From this Economist story (via Brad DeLong (who is quoted in it):
Like millions of others, economists from circles of academia and public policy spend hours each day writing for nothing. The concept seems at odds with the notion of economists as intellectual instruments trained in the maximisation of utility or profit. Yet the demand is there: some of their blogs get thousands of visitors daily, often from people at influential institutions like the IMF and the Federal Reserve.
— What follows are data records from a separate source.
//! An ordered map from unique keys to values.
//!
//! # Examples
//!
//! ```
//! use rbtree::{Error, Map};
//!
//! let mut map = Map::new();
//!
//! // Nothing in here yet.
//! assert_eq!(map.at(&1), Err(Error::KeyNotFound));
//!
//! map.insert(1, 2);
//! assert_eq!(map.at(&1), Ok(&2));
//!
//! // `insert` never overwrites...
//! assert!(!map.insert(1, 3));
//! assert_eq!(map[&1], 2);
//!
//! // ...but `insert_or_assign` does.
//! assert_eq!(map.insert_or_assign(1, 3), Some(2));
//! assert_eq!(map[&1], 3);
//!
//! // Missing keys can be filled in with a default value.
//! *map.get_or_insert_default(7) += 1;
//! assert_eq!(map.at(&7), Ok(&1));
//!
//! // Erasing an entry returns its value.
//! assert_eq!(map.erase(&1), Some(3));
//! assert!(!map.contains(&1));
//! ```

use std::borrow::Borrow;
use std::fmt;
use std::mem;
use std::ops::Index;

use crate::error::Error;
use crate::iter::{IntoIter, Iter, IterMut, Keys, Values};
use crate::tree::{Tree, Unique};

/// An ordered map backed by a red-black tree.
pub struct Map<K, V> {
    tree: Tree<K, V, Unique>,
}

impl<K, V> Default for Map<K, V> {
    fn default() -> Self {
        Self::new()
    }
}

impl<K: Clone, V: Clone> Clone for Map<K, V> {
    fn clone(&self) -> Self {
        Self {
            tree: self.tree.clone(),
        }
    }
}

impl<K: fmt::Debug, V: fmt::Debug> fmt::Debug for Map<K, V> {
    fn fmt(&self, f: &mut fmt::Formatter<'_>) -> fmt::Result {
        fmt::Debug::fmt(&self.tree, f)
    }
}

/// Two maps are equal when they hold the same entries. See [`Map::same_structure`] for comparing
/// the shape of the trees as well.
impl<K: PartialEq, V: PartialEq> PartialEq for Map<K, V> {
    fn eq(&self, other: &Self) -> bool {
        self.len() == other.len() && self.iter().eq(other.iter())
    }
}

impl<K: Eq, V: Eq> Eq for Map<K, V> {}

impl<K, V> Map<K, V> {
    /// Generates a new, empty `Map`.
    pub fn new() -> Self {
        Self { tree: Tree::new() }
    }

    /// The number of entries in the map.
    pub fn len(&self) -> usize {
        self.tree.len()
    }

    /// Returns `true` if the map holds no entries.
    pub fn is_empty(&self) -> bool {
        self.tree.is_empty()
    }

    /// Removes every entry.
    pub fn clear(&mut self) {
        self.tree.clear();
    }

    /// Iterates over the entries in ascending key order.
    pub fn iter(&self) -> Iter<'_, K, V> {
        self.tree.iter()
    }

    /// Iterates over the entries in ascending key order, allowing the values to be changed.
    ///
    /// # Examples
    ///
    /// ```
    /// use rbtree::Map;
    ///
    /// let mut map: Map<_, _> = [("a", 1), ("b", 2)].into_iter().collect();
    /// for (_, value) in map.iter_mut() {
    ///     *value *= 10;
    /// }
    ///
    /// assert_eq!(map.values().copied().collect::<Vec<_>>(), [10, 20]);
    /// ```
    pub fn iter_mut(&mut self) -> IterMut<'_, K, V> {
        self.tree.iter_mut()
    }

    /// Iterates over the keys in ascending order.
    pub fn keys(&self) -> Keys<'_, K, V> {
        Keys(self.tree.iter())
    }

    /// Iterates over the values in ascending key order.
    pub fn values(&self) -> Values<'_, K, V> {
        Values(self.tree.iter())
    }

    /// The entry with the smallest key.
    pub fn min(&self) -> Result<(&K, &V), Error> {
        self.tree.min()
    }

    /// The entry with the largest key.
    pub fn max(&self) -> Result<(&K, &V), Error> {
        self.tree.max()
    }

    /// Returns `true` if both maps have identically shaped trees holding equal entries at every
    /// position. Maps built by different sequences of operations can be equal (`==`) without
    /// having the same structure.
    pub fn same_structure(&self, other: &Self) -> bool
    where
        K: PartialEq,
        V: PartialEq,
    {
        self.tree == other.tree
    }
}

impl<K: Ord, V> Map<K, V> {
    /// Inserts `value` at `key` if the key isn't present yet. Returns `false`, keeping the old
    /// value, if it is.
    pub fn insert(&mut self, key: K, value: V) -> bool {
        self.tree.insert(key, value)
    }

    /// Inserts `value` at `key`, replacing and returning any value already stored there.
    pub fn insert_or_assign(&mut self, key: K, value: V) -> Option<V> {
        match self.tree.get_mut(&key) {
            Some(old) => Some(mem::replace(old, value)),
            None => {
                self.tree.insert(key, value);
                None
            }
        }
    }

    /// Inserts each entry in turn and reports, for each, whether it was added.
    pub fn insert_many<I: IntoIterator<Item = (K, V)>>(&mut self, entries: I) -> Vec<bool> {
        entries
            .into_iter()
            .map(|(key, value)| self.insert(key, value))
            .collect()
    }

    /// Returns the value at `key`, first inserting `V::default()` if the key is missing.
    ///
    /// # Examples
    ///
    /// ```
    /// use rbtree::Map;
    ///
    /// let mut counts: Map<&str, i32> = Map::new();
    /// for word in ["a", "b", "a"] {
    ///     *counts.get_or_insert_default(word) += 1;
    /// }
    ///
    /// assert_eq!(counts[&"a"], 2);
    /// assert_eq!(counts[&"b"], 1);
    /// ```
    pub fn get_or_insert_default(&mut self, key: K) -> &mut V
    where
        V: Default,
    {
        let id = self.tree.insert_with(key, V::default).id();
        self.tree.value_mut(id)
    }

    /// The value at `key`, or [`Error::KeyNotFound`]. Never inserts.
    pub fn at<Q>(&self, key: &Q) -> Result<&V, Error>
    where
        K: Borrow<Q>,
        Q: Ord + ?Sized,
    {
        self.get(key).ok_or(Error::KeyNotFound)
    }

    /// The value at `key` for modification, or [`Error::KeyNotFound`]. Never inserts.
    pub fn at_mut<Q>(&mut self, key: &Q) -> Result<&mut V, Error>
    where
        K: Borrow<Q>,
        Q: Ord + ?Sized,
    {
        self.get_mut(key).ok_or(Error::KeyNotFound)
    }

    /// Potentially finds the value at `key`.
    pub fn get<Q>(&self, key: &Q) -> Option<&V>
    where
        K: Borrow<Q>,
        Q: Ord + ?Sized,
    {
        self.tree.get(key).map(|(_, value)| value)
    }

    /// Potentially finds the value at `key` for modification.
    pub fn get_mut<Q>(&mut self, key: &Q) -> Option<&mut V>
    where
        K: Borrow<Q>,
        Q: Ord + ?Sized,
    {
        self.tree.get_mut(key)
    }

    /// Returns `true` if an entry with `key` is stored.
    pub fn contains<Q>(&self, key: &Q) -> bool
    where
        K: Borrow<Q>,
        Q: Ord + ?Sized,
    {
        self.tree.contains(key)
    }

    /// Removes the entry at `key` and returns its value.
    pub fn erase<Q>(&mut self, key: &Q) -> Option<V>
    where
        K: Borrow<Q>,
        Q: Ord + ?Sized,
    {
        self.tree.erase(key).map(|(_, value)| value)
    }

    /// Returns `true` if the backing tree satisfies every red-black property.
    pub fn is_red_black_tree(&self) -> bool {
        self.tree.is_red_black_tree()
    }
}

impl<K, V, Q> Index<&Q> for Map<K, V>
where
    K: Borrow<Q> + Ord,
    Q: Ord + ?Sized,
{
    type Output = V;

    /// Returns the value at `key`.
    ///
    /// ## Panics
    ///
    /// When `key` is not in the map. Use [`Map::at`] or [`Map::get`] to handle that case.
    fn index(&self, key: &Q) -> &V {
        self.get(key).expect("no entry found for key")
    }
}

impl<K: Ord, V> FromIterator<(K, V)> for Map<K, V> {
    fn from_iter<I: IntoIterator<Item = (K, V)>>(iter: I) -> Self {
        Self {
            tree: Tree::from_iter(iter),
        }
    }
}

impl<K: Ord, V> Extend<(K, V)> for Map<K, V> {
    fn extend<I: IntoIterator<Item = (K, V)>>(&mut self, iter: I) {
        self.tree.extend(iter);
    }
}

impl<K, V> IntoIterator for Map<K, V> {
    type Item = (K, V);
    type IntoIter = IntoIter<K, V>;

    fn into_iter(self) -> Self::IntoIter {
        self.tree.into_iter()
    }
}

impl<'a, K, V> IntoIterator for &'a Map<K, V> {
    type Item = (&'a K, &'a V);
    type IntoIter = Iter<'a, K, V>;

    fn into_iter(self) -> Self::IntoIter {
        self.iter()
    }
}

impl<'a, K, V> IntoIterator for &'a mut Map<K, V> {
    type Item = (&'a K, &'a mut V);
    type IntoIter = IterMut<'a, K, V>;

    fn into_iter(self) -> Self::IntoIter {
        self.iter_mut()
    }
}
One of the most active “econobloggers” is Brad DeLong, of the University of California, Berkeley, whose site, delong.typepad.com, features a morning-coffee videocast and an afternoon-tea audiocast in which he holds forth on a spread of topics from the Treasury to Trotsky.
So why do it? “It's a place in the intellectual influence game,” Mr DeLong replies (by e-mail, naturally). For prominent economists, that place can come with a price. Time spent on the internet could otherwise be spent on traditional publishing or collecting consulting fees. Mr DeLong caps his blogging at 90 minutes a day. His only blog revenue comes from selling advertising links to help cover the cost of his servers, which handle more than 20,000 visitors daily.
2 Comments:
Apparently, there is a new scholarly book on blogging with a chapter on economics blogs. The first chapter by the editors is free:
http://snurb.info/files/01%20Introduction%20-%20Axel%20Bruns%20&%20Joanne%20Jacobs%20.pdf
Pl. see:
http://www.salon.com/tech/htww/2006/08/08/elitism/index.html
There are also a couple of links in there which I have not yet read. One of the authors of the first linked paper colloborated with raghram rajan on the book "Saving capitalism from capitalists"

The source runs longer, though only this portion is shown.